**** Task material

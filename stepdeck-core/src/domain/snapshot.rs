//! Reconciliation snapshots
//!
//! A snapshot is the published, read-only view of one environment after a merge
//! cycle. Readers hold it behind an `Arc` and diff successive snapshots to find
//! out what changed.

use chrono::{DateTime, Utc};
use serde::{Deserialize, Serialize};
use std::collections::BTreeMap;

use crate::domain::execution::{ExecutionKey, ExecutionRecord, ExecutionStatus};

/// Immutable view of one environment's executions
#[derive(Debug, Clone, PartialEq, Serialize, Deserialize)]
pub struct ReconciliationSnapshot {
    pub environment: String,
    /// Poll-sequence number. Each merge cycle increments it; snapshots republished
    /// for a local command keep the current value.
    pub sequence: u64,
    pub taken_at: DateTime<Utc>,
    /// Records keyed by remote execution identifier
    pub records: BTreeMap<String, ExecutionRecord>,
}

/// A difference between two snapshots of the same environment
#[derive(Debug, Clone, PartialEq, Eq)]
pub enum SnapshotChange {
    Added {
        key: ExecutionKey,
        status: ExecutionStatus,
    },
    StatusChanged {
        key: ExecutionKey,
        from: ExecutionStatus,
        to: ExecutionStatus,
    },
    Removed {
        key: ExecutionKey,
    },
}

impl ReconciliationSnapshot {
    /// The snapshot published before the first poll
    pub fn empty(environment: impl Into<String>) -> Self {
        Self {
            environment: environment.into(),
            sequence: 0,
            taken_at: Utc::now(),
            records: BTreeMap::new(),
        }
    }

    pub fn get(&self, execution_id: &str) -> Option<&ExecutionRecord> {
        self.records.get(execution_id)
    }

    pub fn len(&self) -> usize {
        self.records.len()
    }

    pub fn is_empty(&self) -> bool {
        self.records.is_empty()
    }

    /// Records ordered newest first (by start, falling back to request time)
    pub fn newest_first(&self) -> Vec<&ExecutionRecord> {
        let mut records: Vec<&ExecutionRecord> = self.records.values().collect();
        records.sort_by(|a, b| {
            let a_time = a.started_at.or(a.requested_at);
            let b_time = b.started_at.or(b.requested_at);
            b_time.cmp(&a_time)
        });
        records
    }

    /// Records belonging to one pipeline, newest first
    pub fn for_pipeline(&self, pipeline: &str) -> Vec<&ExecutionRecord> {
        self.newest_first()
            .into_iter()
            .filter(|r| r.pipeline == pipeline)
            .collect()
    }

    /// Execution counts by status, optionally restricted to one pipeline
    pub fn counts_by_status(&self, pipeline: Option<&str>) -> BTreeMap<ExecutionStatus, usize> {
        let mut counts = BTreeMap::new();
        for record in self.records.values() {
            if pipeline.is_some_and(|p| p != record.pipeline) {
                continue;
            }
            *counts.entry(record.status).or_insert(0) += 1;
        }
        counts
    }

    /// Changes needed to go from `previous` to `self`
    pub fn diff(&self, previous: &ReconciliationSnapshot) -> Vec<SnapshotChange> {
        let mut changes = Vec::new();

        for (id, record) in &self.records {
            match previous.records.get(id) {
                None => changes.push(SnapshotChange::Added {
                    key: record.key.clone(),
                    status: record.status,
                }),
                Some(old) if old.status != record.status => {
                    changes.push(SnapshotChange::StatusChanged {
                        key: record.key.clone(),
                        from: old.status,
                        to: record.status,
                    })
                }
                Some(_) => {}
            }
        }

        for (id, record) in &previous.records {
            if !self.records.contains_key(id) {
                changes.push(SnapshotChange::Removed {
                    key: record.key.clone(),
                });
            }
        }

        changes
    }
}

#[cfg(test)]
mod tests {
    use super::*;

    fn record(id: &str, pipeline: &str, status: ExecutionStatus) -> ExecutionRecord {
        let mut record = ExecutionRecord::speculative(
            ExecutionKey::new("staging", id),
            pipeline,
            id,
            BTreeMap::new(),
        );
        record.status = status;
        record
    }

    fn snapshot(sequence: u64, records: Vec<ExecutionRecord>) -> ReconciliationSnapshot {
        ReconciliationSnapshot {
            environment: "staging".to_string(),
            sequence,
            taken_at: Utc::now(),
            records: records
                .into_iter()
                .map(|r| (r.key.execution_id.clone(), r))
                .collect(),
        }
    }

    #[test]
    fn test_counts_by_status() {
        let snap = snapshot(
            1,
            vec![
                record("a", "reviews", ExecutionStatus::Running),
                record("b", "reviews", ExecutionStatus::Failed),
                record("c", "reports", ExecutionStatus::Running),
            ],
        );

        let all = snap.counts_by_status(None);
        assert_eq!(all.get(&ExecutionStatus::Running), Some(&2));
        assert_eq!(all.get(&ExecutionStatus::Failed), Some(&1));

        let reviews = snap.counts_by_status(Some("reviews"));
        assert_eq!(reviews.get(&ExecutionStatus::Running), Some(&1));
        assert_eq!(snap.for_pipeline("reports").len(), 1);
    }

    #[test]
    fn test_diff_reports_changes() {
        let before = snapshot(
            1,
            vec![
                record("a", "reviews", ExecutionStatus::PendingConfirm),
                record("gone", "reviews", ExecutionStatus::Succeeded),
            ],
        );
        let after = snapshot(
            2,
            vec![
                record("a", "reviews", ExecutionStatus::Running),
                record("new", "reviews", ExecutionStatus::Running),
            ],
        );

        let changes = after.diff(&before);
        assert_eq!(changes.len(), 3);
        assert!(changes.contains(&SnapshotChange::StatusChanged {
            key: ExecutionKey::new("staging", "a"),
            from: ExecutionStatus::PendingConfirm,
            to: ExecutionStatus::Running,
        }));
        assert!(changes.contains(&SnapshotChange::Added {
            key: ExecutionKey::new("staging", "new"),
            status: ExecutionStatus::Running,
        }));
        assert!(changes.contains(&SnapshotChange::Removed {
            key: ExecutionKey::new("staging", "gone"),
        }));
    }
}
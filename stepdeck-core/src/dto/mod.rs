//! Data Transfer Objects
//!
//! Typed views of the remote workflow service's responses. The client crate
//! produces these; the engine consumes them.

pub mod history;
pub mod remote;
//! Execution command handlers
//!
//! Commands that act on a single execution. Stop and redrive wait for the
//! environment's first poll so they are judged against a fresh view.

use anyhow::{Context, Result};
use clap::Subcommand;
use colored::*;
use serde_json::Value as JsonValue;
use std::path::PathBuf;
use stepdeck_core::domain::execution::{ExecutionKey, ExecutionRecord, ExecutionStatus};
use stepdeck_core::dto::history::StateProgress;
use stepdeck_core::format::{console_url, format_duration};
use stepdeck_engine::RawParams;

use super::paint_status;
use crate::console::{Console, Session};

/// Run subcommands
#[derive(Subcommand)]
pub enum RunCommands {
    /// Launch a pipeline
    Start {
        /// Pipeline name
        pipeline: String,

        /// Environment to launch in
        env: String,

        /// Parameters as key=value pairs (e.g., product_ids=42,17)
        #[arg(short, long, value_parser = parse_key_val)]
        param: Vec<(String, String)>,

        /// Execution label; the pipeline name is used otherwise
        #[arg(short, long)]
        label: Option<String>,

        /// Wait until the workflow service confirms the execution
        #[arg(short, long)]
        wait: bool,
    },
    /// Stop a running execution
    Stop {
        env: String,
        /// Execution identifier (ARN)
        execution: String,
    },
    /// Resume a failed execution from its point of failure
    Redrive {
        env: String,
        /// Execution identifier (ARN)
        execution: String,
    },
    /// Show an execution's details, state progress and history
    History {
        env: String,
        /// Execution identifier (ARN)
        execution: String,
    },
    /// List or download an execution's artifacts
    Artifacts {
        /// Pipeline name
        pipeline: String,
        /// Execution identifier (ARN)
        execution: String,

        /// Download this artifact key instead of listing
        #[arg(long)]
        get: Option<String>,

        /// Where to write the downloaded artifact
        #[arg(short, long, requires = "get")]
        output: Option<PathBuf>,
    },
}

/// Parse a single key=value pair
fn parse_key_val(s: &str) -> Result<(String, String)> {
    let pos = s
        .find('=')
        .ok_or_else(|| anyhow::anyhow!("invalid KEY=value: no `=` found in `{}`", s))?;
    Ok((s[..pos].to_string(), s[pos + 1..].to_string()))
}

pub async fn handle_run_command(command: RunCommands, console: &Console) -> Result<()> {
    let session = console.session()?;

    let result = match command {
        RunCommands::Start {
            pipeline,
            env,
            param,
            label,
            wait,
        } => {
            console.require_environment(&env)?;
            start(&session, &pipeline, &env, param, label.as_deref(), wait).await
        }
        RunCommands::Stop { env, execution } => {
            console.require_environment(&env)?;
            stop(&session, ExecutionKey::new(env, execution)).await
        }
        RunCommands::Redrive { env, execution } => {
            console.require_environment(&env)?;
            redrive(&session, ExecutionKey::new(env, execution)).await
        }
        RunCommands::History { env, execution } => {
            history(&session, ExecutionKey::new(env, execution)).await
        }
        RunCommands::Artifacts {
            pipeline,
            execution,
            get,
            output,
        } => artifacts(&session, &pipeline, &execution, get, output).await,
    };

    session.shutdown().await;
    result
}

async fn start(
    session: &Session,
    pipeline: &str,
    environment: &str,
    params: Vec<(String, String)>,
    label: Option<&str>,
    wait: bool,
) -> Result<()> {
    let raw: RawParams = params
        .into_iter()
        .map(|(k, v)| (k, JsonValue::String(v)))
        .collect();

    let record = session
        .dispatcher
        .start(pipeline, environment, &raw, label)
        .await?;

    println!("{}", "✓ Execution started".green().bold());
    print_record(&record);

    if wait {
        let confirmed = wait_for_confirmation(session, &record).await?;
        println!();
        println!("{}", "Confirmed by the workflow service:".bold());
        print_record(&confirmed);
    }
    Ok(())
}

/// Follows snapshots until the record is no longer speculative
///
/// A start keyed by a local token is re-keyed on confirmation, so the record is
/// matched by pipeline and execution name as well.
async fn wait_for_confirmation(
    session: &Session,
    started: &ExecutionRecord,
) -> Result<ExecutionRecord> {
    let mut snapshots = session
        .engine()
        .subscribe(&started.key.environment)
        .context("Environment is not polled")?;

    loop {
        {
            let snapshot = snapshots.borrow_and_update();
            let confirmed = snapshot.records.values().find(|r| {
                !r.is_speculative()
                    && (r.key == started.key
                        || (r.pipeline == started.pipeline && r.name == started.name))
            });
            if let Some(record) = confirmed {
                return Ok(record.clone());
            }
        }
        snapshots
            .changed()
            .await
            .context("Engine stopped before the execution was confirmed")?;
    }
}

async fn stop(session: &Session, key: ExecutionKey) -> Result<()> {
    session.engine().first_poll(&key.environment).await?;
    let record = session.dispatcher.stop(&key).await?;

    println!("{}", "✓ Stop requested".green().bold());
    print_record(&record);
    Ok(())
}

async fn redrive(session: &Session, key: ExecutionKey) -> Result<()> {
    session.engine().first_poll(&key.environment).await?;
    let record = session.dispatcher.redrive(&key).await?;

    println!("{}", "✓ Redrive requested".green().bold());
    print_record(&record);
    Ok(())
}

async fn history(session: &Session, key: ExecutionKey) -> Result<()> {
    let execution = session.dispatcher.describe(&key).await?;
    let progress = session.dispatcher.progress(&key).await?;
    let events = session.dispatcher.history(&key).await?;

    println!("{}", "Execution Details:".bold());
    println!("  Name:     {}", execution.name.bold());
    println!("  ID:       {}", execution.execution_id.cyan());
    println!("  Status:   {}", paint_status(execution.status()));
    println!(
        "  Duration: {}",
        format_duration(execution.started_at, execution.stopped_at)
    );
    if let Some(summary) = execution.error_summary() {
        println!("  Error:    {}", summary.red());
    }
    if let Some(url) = console_url(&execution.execution_id) {
        println!("  Console:  {}", url.dimmed());
    }

    println!("\n{}", "States:".bold());
    for (state, progress) in &progress {
        let marker = match progress {
            StateProgress::Completed => "●".green(),
            StateProgress::Running => "◐".cyan(),
            StateProgress::NotStarted => "○".dimmed(),
        };
        println!("  {} {}", marker, state);
    }

    println!("\n{}", format!("History ({} events):", events.len()).bold());
    for event in &events {
        let timestamp = event
            .timestamp
            .map(|t| t.format("%Y-%m-%d %H:%M:%S").to_string())
            .unwrap_or_default();
        println!(
            "  {:>4} {} {} {}",
            event.id,
            timestamp.dimmed(),
            event.event_type,
            event.state_name.as_deref().unwrap_or("").cyan()
        );
    }
    Ok(())
}

async fn artifacts(
    session: &Session,
    pipeline: &str,
    execution_id: &str,
    get: Option<String>,
    output: Option<PathBuf>,
) -> Result<()> {
    if let Some(key) = get {
        let bytes = session.dispatcher.artifact(&key).await?;
        match output {
            Some(path) => {
                std::fs::write(&path, &bytes)
                    .with_context(|| format!("Failed to write {}", path.display()))?;
                println!(
                    "{}",
                    format!("✓ Wrote {} bytes to {}", bytes.len(), path.display()).green()
                );
            }
            None => println!("{}", String::from_utf8_lossy(&bytes)),
        }
        return Ok(());
    }

    let entries = session.dispatcher.artifacts(pipeline, execution_id).await?;
    if entries.is_empty() {
        println!("{}", "No artifacts found.".yellow());
        return Ok(());
    }

    println!("{}", format!("Found {} artifact(s):", entries.len()).bold());
    for entry in entries {
        println!(
            "  {} {:>10} {}",
            entry
                .last_modified
                .format("%Y-%m-%d %H:%M:%S")
                .to_string()
                .dimmed(),
            entry.size,
            entry.key
        );
    }
    Ok(())
}

fn print_record(record: &ExecutionRecord) {
    println!("  Pipeline: {}", record.pipeline.bold());
    println!("  Name:     {}", record.name);
    println!("  ID:       {}", record.key.execution_id.cyan());
    println!("  Status:   {}", paint_status(record.status));
    if record.status != ExecutionStatus::PendingConfirm {
        println!(
            "  Duration: {}",
            format_duration(record.started_at, record.stopped_at)
        );
    }
    if record.stop_requested_at.is_some() {
        println!("  {}", "Stop requested; waiting for the workflow service".yellow());
    }
    if let Some(summary) = &record.error_summary {
        println!("  Error:    {}", summary.red());
    }
}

********

Directions: Find and copy each line in the material above where the string "usize" occurs.

Reply to the exercise:
    pub fn len(&self) -> usize {
    pub fn counts_by_status(&self, pipeline: Option<&str>) -> BTreeMap<ExecutionStatus, usize> {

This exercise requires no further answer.